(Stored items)
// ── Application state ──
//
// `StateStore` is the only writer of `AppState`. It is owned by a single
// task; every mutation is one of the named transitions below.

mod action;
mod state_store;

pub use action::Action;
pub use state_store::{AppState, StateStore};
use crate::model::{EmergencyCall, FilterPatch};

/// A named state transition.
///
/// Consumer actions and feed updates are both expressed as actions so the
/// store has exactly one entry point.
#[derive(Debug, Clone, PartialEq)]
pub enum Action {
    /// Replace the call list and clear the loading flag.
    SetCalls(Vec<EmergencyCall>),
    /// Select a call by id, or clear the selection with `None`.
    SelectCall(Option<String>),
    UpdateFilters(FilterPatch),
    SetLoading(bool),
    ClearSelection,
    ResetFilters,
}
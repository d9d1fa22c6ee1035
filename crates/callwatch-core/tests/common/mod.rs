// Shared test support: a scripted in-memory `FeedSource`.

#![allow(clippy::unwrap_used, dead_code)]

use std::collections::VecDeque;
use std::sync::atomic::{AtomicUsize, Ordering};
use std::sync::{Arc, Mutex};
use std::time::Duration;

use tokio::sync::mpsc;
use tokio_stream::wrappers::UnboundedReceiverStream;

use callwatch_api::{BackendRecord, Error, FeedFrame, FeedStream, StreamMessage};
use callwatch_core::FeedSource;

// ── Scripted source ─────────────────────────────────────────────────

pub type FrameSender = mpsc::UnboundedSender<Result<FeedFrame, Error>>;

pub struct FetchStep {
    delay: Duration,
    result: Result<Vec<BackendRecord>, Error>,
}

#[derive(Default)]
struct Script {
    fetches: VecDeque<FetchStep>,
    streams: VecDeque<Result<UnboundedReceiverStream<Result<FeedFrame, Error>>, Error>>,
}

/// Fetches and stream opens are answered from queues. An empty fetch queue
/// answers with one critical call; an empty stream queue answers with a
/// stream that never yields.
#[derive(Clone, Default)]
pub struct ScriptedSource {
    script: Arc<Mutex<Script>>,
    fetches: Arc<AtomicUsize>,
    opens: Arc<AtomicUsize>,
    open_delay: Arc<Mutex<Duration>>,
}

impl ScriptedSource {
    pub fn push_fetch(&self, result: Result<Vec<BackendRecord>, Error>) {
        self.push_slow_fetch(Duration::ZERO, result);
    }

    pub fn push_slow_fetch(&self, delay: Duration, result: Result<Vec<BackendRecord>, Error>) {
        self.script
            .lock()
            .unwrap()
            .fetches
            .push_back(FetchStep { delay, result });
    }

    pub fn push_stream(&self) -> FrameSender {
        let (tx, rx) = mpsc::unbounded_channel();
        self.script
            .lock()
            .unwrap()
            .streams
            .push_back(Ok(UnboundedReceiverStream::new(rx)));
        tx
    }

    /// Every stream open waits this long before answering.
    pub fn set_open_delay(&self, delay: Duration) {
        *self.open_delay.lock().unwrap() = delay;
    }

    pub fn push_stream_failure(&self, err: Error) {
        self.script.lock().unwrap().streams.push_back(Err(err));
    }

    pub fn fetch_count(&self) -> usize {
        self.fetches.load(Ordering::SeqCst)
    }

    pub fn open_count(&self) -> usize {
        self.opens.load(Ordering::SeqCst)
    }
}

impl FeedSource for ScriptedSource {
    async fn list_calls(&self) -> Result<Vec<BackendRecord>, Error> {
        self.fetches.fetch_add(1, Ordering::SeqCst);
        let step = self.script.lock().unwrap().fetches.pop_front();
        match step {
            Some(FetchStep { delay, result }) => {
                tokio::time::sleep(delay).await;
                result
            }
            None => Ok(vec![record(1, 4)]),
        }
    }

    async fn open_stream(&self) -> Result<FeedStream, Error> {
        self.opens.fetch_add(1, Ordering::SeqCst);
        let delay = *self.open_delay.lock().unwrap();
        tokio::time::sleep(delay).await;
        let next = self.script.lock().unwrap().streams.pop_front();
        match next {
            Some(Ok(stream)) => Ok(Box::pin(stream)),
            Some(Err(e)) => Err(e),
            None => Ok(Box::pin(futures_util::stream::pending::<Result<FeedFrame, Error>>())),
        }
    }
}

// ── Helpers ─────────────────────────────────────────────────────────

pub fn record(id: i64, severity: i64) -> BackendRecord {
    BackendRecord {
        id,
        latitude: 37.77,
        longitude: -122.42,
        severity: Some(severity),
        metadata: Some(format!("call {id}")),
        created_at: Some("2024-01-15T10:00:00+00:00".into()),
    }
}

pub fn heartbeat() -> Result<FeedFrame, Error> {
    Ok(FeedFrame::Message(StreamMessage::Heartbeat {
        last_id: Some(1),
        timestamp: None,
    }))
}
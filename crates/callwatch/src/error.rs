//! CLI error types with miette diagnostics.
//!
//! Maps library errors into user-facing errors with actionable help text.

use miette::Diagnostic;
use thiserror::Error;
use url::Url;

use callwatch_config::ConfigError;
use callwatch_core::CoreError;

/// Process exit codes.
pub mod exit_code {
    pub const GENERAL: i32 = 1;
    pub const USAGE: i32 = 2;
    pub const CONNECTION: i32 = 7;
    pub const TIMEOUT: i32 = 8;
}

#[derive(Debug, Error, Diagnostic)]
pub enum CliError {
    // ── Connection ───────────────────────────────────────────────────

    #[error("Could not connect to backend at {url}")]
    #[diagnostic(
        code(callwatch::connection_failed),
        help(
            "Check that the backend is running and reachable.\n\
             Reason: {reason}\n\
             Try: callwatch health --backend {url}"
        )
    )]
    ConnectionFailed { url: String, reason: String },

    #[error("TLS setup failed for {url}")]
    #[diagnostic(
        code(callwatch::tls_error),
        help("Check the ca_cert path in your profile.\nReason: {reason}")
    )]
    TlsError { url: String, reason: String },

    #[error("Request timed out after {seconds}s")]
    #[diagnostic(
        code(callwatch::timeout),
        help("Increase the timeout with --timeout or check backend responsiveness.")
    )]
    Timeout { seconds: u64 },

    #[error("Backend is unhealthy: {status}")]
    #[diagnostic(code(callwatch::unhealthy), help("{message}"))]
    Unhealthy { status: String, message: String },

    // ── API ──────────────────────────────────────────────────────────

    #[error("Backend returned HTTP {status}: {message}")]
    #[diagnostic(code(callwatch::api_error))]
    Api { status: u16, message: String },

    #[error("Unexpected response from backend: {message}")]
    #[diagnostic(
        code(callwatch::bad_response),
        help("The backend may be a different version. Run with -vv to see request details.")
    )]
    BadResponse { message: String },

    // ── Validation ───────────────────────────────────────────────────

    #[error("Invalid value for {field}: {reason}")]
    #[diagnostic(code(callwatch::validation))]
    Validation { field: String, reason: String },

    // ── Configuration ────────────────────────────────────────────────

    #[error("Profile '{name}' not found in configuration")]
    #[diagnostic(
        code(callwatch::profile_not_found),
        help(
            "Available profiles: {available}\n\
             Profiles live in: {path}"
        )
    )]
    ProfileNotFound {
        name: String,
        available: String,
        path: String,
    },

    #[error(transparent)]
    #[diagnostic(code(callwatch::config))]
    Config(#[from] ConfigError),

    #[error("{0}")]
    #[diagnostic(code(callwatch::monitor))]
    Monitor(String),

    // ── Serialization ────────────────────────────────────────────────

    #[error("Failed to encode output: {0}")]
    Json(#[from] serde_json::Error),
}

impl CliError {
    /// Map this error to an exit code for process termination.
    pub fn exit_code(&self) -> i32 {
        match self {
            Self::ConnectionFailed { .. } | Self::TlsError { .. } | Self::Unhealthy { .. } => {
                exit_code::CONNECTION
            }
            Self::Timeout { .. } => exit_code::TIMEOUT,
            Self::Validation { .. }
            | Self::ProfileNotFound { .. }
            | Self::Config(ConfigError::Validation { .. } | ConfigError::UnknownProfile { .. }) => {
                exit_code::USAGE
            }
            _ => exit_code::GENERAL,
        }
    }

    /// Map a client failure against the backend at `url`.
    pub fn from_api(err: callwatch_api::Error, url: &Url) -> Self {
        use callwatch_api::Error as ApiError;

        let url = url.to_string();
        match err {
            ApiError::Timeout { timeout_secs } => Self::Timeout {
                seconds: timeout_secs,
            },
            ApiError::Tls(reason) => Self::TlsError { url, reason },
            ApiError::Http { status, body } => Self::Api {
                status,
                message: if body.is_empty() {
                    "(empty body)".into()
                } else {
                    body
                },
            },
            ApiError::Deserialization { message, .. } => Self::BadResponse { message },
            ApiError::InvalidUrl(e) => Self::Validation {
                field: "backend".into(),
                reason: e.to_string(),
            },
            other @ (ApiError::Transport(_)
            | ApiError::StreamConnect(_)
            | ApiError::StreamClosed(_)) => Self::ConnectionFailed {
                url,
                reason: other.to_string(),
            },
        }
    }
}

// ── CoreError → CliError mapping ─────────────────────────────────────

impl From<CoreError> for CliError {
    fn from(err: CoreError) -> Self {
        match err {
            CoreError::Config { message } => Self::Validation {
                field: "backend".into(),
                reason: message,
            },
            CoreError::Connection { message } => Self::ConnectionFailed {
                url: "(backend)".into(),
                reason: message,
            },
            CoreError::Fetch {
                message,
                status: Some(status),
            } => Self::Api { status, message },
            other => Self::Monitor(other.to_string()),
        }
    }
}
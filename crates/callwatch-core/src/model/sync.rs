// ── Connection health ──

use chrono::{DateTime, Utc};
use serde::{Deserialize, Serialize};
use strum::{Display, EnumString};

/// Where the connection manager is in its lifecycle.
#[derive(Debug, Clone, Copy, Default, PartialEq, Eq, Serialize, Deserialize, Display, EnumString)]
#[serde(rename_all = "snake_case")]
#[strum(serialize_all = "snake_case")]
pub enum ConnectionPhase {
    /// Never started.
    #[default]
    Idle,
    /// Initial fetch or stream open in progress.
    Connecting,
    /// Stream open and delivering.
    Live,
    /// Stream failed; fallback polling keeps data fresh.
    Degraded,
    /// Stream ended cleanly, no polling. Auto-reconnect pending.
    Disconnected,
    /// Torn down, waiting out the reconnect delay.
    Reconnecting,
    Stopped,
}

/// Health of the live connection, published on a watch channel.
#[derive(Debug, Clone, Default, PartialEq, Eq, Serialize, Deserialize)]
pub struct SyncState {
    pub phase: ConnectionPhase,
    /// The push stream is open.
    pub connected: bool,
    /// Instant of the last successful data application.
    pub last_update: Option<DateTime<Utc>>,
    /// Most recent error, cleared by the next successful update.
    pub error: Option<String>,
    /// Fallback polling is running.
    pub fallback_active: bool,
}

### WORK TO COMPLETE
Find the lines above that contain "async" and give their count, with nothing added.

### SOLVED EXERCISE
2